Problem statement: The records below are made of lines; count those holding the word "bool" and give the number only.

Dataset entries
────────

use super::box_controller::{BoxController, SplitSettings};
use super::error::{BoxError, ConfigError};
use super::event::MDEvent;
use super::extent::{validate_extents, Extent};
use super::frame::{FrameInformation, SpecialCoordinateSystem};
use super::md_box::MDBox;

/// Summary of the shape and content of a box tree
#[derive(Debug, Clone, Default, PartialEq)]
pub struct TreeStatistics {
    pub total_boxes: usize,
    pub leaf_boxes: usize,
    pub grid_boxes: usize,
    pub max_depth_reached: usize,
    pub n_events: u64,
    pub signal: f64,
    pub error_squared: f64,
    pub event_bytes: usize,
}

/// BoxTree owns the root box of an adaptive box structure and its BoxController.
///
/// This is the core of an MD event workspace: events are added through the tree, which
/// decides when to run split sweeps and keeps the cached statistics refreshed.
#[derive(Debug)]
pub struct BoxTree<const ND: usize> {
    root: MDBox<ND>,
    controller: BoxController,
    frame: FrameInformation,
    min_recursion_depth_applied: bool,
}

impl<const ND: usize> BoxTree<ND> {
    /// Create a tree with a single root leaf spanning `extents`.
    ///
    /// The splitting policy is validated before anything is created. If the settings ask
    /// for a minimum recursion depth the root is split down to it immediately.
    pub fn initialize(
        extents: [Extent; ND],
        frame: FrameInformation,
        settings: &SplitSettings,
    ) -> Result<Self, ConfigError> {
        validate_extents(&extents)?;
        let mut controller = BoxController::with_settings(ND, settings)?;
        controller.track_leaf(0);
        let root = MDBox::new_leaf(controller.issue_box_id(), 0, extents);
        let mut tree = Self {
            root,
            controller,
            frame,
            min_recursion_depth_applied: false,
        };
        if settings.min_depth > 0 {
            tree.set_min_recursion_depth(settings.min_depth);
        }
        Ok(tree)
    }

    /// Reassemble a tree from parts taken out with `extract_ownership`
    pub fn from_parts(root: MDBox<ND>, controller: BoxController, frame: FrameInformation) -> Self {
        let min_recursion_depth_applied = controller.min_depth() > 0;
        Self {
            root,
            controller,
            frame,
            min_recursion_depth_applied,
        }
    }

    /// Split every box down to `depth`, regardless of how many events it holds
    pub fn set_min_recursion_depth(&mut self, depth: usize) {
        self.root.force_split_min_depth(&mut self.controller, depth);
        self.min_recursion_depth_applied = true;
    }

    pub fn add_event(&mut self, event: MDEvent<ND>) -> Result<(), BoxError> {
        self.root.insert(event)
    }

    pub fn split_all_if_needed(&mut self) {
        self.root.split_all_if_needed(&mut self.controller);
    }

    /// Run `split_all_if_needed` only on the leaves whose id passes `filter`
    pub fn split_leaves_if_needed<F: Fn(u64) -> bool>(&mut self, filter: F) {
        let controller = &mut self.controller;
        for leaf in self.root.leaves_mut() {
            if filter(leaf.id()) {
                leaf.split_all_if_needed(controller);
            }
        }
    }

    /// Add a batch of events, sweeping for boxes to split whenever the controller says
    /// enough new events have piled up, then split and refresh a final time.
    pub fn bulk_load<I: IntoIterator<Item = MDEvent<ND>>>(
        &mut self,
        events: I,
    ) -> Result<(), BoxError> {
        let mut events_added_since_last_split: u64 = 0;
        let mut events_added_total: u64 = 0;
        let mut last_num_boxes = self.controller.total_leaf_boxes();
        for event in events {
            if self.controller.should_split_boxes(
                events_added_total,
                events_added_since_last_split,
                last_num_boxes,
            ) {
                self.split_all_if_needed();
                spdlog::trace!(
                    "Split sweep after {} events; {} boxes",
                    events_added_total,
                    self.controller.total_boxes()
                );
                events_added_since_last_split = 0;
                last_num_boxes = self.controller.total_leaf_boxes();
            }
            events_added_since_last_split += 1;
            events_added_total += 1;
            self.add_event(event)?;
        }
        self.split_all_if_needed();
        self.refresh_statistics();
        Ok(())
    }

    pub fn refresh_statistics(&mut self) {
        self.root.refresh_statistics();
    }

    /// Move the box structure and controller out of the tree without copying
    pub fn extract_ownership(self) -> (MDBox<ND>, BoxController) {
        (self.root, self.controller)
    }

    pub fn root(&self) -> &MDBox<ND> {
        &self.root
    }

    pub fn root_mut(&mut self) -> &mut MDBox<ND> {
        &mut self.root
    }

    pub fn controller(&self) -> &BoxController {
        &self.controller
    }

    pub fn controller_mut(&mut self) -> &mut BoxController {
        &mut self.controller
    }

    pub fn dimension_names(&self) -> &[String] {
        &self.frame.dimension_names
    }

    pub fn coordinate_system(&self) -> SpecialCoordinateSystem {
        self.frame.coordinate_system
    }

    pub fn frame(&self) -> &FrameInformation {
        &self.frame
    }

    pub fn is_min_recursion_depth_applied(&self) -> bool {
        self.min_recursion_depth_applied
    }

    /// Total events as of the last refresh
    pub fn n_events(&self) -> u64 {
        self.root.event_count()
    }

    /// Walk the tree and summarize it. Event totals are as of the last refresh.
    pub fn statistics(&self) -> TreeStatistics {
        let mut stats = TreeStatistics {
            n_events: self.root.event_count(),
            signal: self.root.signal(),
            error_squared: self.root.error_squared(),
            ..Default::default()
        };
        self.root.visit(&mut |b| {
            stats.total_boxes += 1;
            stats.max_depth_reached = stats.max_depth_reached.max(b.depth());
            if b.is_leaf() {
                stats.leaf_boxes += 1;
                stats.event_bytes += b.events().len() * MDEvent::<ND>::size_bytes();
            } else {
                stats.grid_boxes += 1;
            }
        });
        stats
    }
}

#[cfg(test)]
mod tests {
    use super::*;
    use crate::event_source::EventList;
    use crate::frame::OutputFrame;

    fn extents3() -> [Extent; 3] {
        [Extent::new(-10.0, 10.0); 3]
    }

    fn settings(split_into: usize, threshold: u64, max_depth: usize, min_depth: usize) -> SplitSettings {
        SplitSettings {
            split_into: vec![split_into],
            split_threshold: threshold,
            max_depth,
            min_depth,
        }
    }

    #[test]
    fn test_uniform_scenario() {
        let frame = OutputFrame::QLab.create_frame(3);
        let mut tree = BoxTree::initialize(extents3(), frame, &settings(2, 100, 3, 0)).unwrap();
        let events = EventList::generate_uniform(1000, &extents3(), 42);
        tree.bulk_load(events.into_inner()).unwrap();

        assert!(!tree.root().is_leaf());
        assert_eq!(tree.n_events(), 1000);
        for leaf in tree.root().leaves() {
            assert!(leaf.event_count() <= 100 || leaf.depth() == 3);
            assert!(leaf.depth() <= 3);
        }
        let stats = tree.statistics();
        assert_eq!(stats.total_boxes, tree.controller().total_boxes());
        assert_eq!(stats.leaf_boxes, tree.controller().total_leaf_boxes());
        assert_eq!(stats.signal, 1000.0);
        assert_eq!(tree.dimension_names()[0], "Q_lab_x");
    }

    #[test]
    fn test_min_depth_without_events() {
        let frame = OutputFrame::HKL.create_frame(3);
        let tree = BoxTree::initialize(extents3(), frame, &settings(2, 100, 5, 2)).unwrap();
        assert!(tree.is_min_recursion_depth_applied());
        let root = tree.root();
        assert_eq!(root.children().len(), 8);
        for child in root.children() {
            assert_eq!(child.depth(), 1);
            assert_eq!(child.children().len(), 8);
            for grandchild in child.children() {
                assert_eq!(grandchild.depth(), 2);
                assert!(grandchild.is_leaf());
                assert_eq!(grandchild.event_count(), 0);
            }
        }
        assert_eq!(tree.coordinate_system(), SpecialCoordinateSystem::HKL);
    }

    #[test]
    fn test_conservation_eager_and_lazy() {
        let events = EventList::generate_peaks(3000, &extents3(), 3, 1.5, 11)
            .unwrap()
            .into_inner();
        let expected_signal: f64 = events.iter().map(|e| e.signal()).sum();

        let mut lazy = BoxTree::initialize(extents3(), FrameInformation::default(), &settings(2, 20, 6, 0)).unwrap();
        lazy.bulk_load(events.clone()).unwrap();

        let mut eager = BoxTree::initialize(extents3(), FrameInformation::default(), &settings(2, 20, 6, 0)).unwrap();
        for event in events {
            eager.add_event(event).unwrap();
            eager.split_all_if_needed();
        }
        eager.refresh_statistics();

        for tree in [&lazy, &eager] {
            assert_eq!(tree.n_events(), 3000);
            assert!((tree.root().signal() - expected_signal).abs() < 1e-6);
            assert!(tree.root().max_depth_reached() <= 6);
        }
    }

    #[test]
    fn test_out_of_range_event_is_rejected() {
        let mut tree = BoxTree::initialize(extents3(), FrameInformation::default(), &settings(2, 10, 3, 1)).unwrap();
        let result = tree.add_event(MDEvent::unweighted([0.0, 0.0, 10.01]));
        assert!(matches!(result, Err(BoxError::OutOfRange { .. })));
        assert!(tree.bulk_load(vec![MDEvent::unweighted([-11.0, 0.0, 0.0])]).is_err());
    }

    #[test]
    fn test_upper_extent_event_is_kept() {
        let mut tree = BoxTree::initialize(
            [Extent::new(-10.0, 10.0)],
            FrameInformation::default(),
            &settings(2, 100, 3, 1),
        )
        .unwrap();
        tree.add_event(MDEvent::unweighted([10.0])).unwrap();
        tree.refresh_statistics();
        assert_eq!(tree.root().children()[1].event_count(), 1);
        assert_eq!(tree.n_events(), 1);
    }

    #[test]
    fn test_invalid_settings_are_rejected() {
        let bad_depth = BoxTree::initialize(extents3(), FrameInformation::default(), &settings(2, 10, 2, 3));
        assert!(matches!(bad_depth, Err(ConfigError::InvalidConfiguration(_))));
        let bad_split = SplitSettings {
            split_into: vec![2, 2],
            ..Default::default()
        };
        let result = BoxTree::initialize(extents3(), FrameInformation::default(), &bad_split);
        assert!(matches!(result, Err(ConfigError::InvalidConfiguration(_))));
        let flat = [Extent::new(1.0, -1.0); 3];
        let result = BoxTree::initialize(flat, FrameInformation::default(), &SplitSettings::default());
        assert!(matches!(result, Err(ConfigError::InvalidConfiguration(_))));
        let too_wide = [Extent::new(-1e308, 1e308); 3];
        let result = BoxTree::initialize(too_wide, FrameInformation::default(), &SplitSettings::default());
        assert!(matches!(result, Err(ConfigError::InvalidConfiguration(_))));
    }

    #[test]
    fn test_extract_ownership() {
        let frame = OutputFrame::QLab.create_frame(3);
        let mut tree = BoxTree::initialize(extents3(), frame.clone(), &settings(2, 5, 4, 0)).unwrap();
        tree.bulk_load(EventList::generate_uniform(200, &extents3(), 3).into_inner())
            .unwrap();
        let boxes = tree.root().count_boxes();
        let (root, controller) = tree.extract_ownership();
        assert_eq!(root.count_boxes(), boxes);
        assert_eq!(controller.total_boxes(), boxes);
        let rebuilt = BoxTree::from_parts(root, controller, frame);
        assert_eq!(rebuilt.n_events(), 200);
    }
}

────────

Answer box: 3